One important exception is transformational Teen Horror movies like GINGER SNAPS or SOCIETY in which becoming the monster is itself symbolic of initiation into adulthood. Whether this mutation is, in the final analysis, ‘good’ or ‘bad’ is down to the screenwriter‘s choice of theme. An interesting spin on this is the Scottish Teen Horror/werewolf hybrid WILD COUNTRY.

It is when initiation is not only frustrated but symbolically negated that Teen Horror can go beyond tragedy and take on a genuinely nihilistic tone.

If the protagonist survives and returns in a sequel (SCREAM), there is a law of diminishing returns because the protagonist appears to be trapped in permanent adolescence (as also happened with later seasons of BUFFY THE VAMPIRE SLAYER despite the introduction of Buffy’s younger sister, Dawn). The franchise monster simply represents the psychological battle that awaits all teenagers and the fact that, in Freudian terms, the repressed will, by its very nature, always return.

It is when initiation is not only frustrated but symbolically negated that Teen Horror can go beyond tragedy and take on a genuinely nihilistic tone. In this tonal range, the protagonist tries to slay the pre-Oedipal monster and defeat the morally-repressive Super Ego but learns that there can be no escape from the monster and moreover, that the world of adults is irredeemably corrupt. The protagonist is completely destroyed by these truths (MY LITTLE EYE, HOUSE OF 1000 Corpses, WOLF CREEK).

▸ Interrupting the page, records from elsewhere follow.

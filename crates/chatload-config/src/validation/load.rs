//! Validation for the `[load]` section.

use super::helpers::{validate_range, validate_range_f64};
use crate::schema::ChatloadConfig;

pub(crate) fn validate_load(errors: &mut Vec<String>, config: &ChatloadConfig) {
    let load = &config.load;
    validate_range(errors, "load.users", u64::from(load.users), 1, 10_000);
    validate_range(
        errors,
        "load.request_timeout_secs",
        load.request_timeout_secs,
        1,
        3_600,
    );
    validate_range(
        errors,
        "load.connect_timeout_secs",
        load.connect_timeout_secs,
        1,
        300,
    );

    if load.duration_secs == 0 && load.iterations == 0 {
        errors.push(
            "load.duration_secs and load.iterations are both 0; the run would never end".into(),
        );
    }

    if load.duration_secs > 0 && load.ramp_up_secs >= load.duration_secs {
        errors.push(format!(
            "load.ramp_up_secs = {} must be shorter than load.duration_secs = {}",
            load.ramp_up_secs, load.duration_secs
        ));
    }
}

pub(crate) fn validate_pause(errors: &mut Vec<String>, config: &ChatloadConfig) {
    let load = &config.load;
    validate_range_f64(errors, "load.pause_min_secs", load.pause_min_secs, 0.0, 600.0);
    validate_range_f64(errors, "load.pause_max_secs", load.pause_max_secs, 0.0, 600.0);

    if load.pause_min_secs > load.pause_max_secs {
        errors.push(format!(
            "load.pause_min_secs = {} is greater than load.pause_max_secs = {}",
            load.pause_min_secs, load.pause_max_secs
        ));
    }
}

In the consumption-addicted West, a culture in which the archetypal rites of passage have been almost entirely eroded, where girls are sexualised at an ever-younger age and boys are denied any sense of a journey into manhood (subsequently rendering both genders increasingly dysfunctional), narratives that show teenagers being denied their basic psychological needs are particularly resonant.

SOME FINAL TIPS

In terms of generating new Teen Horror narratives, one strategy has been to retell adult story types through the Teen Horror genre: FATAL ATTRACTION‘s hell-bitch stalker narrative as SWIMF@N, DELIVERANCE‘s ‘lost in enemy territory’ urbanoia as WRONG TURN. The art with this kind of re-visioning is to skew the drama so that the characters’ concerns, conflicts and milieu are appropriate to their years.

The best Teen Horrors emerge from a conflation of psychological acuity, innovative setting, an innately dramatic situation, sustained conflict, sharp blades and gushing arteries.

Many writers who attempt Teen Horror can do perfectly passable knives and gore, a fair number can come up with an original setting or a new spin on an old one, but few can do absorbing drama and emotionally-engaging characters and even less can manage the psychology. So it is probably a good idea to procure one of those comic-strip-style introductions to Freud, to read Clover’s Men, Women and Chainsaws and to spend several nights watching the collected works of masters-of-Freud Carpenter, Craven and Cronenberg.

At its most potent, Teen Horror tackles head-on a period of our lives in which everything is up for grabs – and it is this intra-psychic melting-pot of initiation and ‘neophilia’ that can throw up images as powerful as the blood-drenched Carrie, the drowning Nancy, the blade-gloved Freddy, the eternally-damned Denise and the implacable Michael Myers.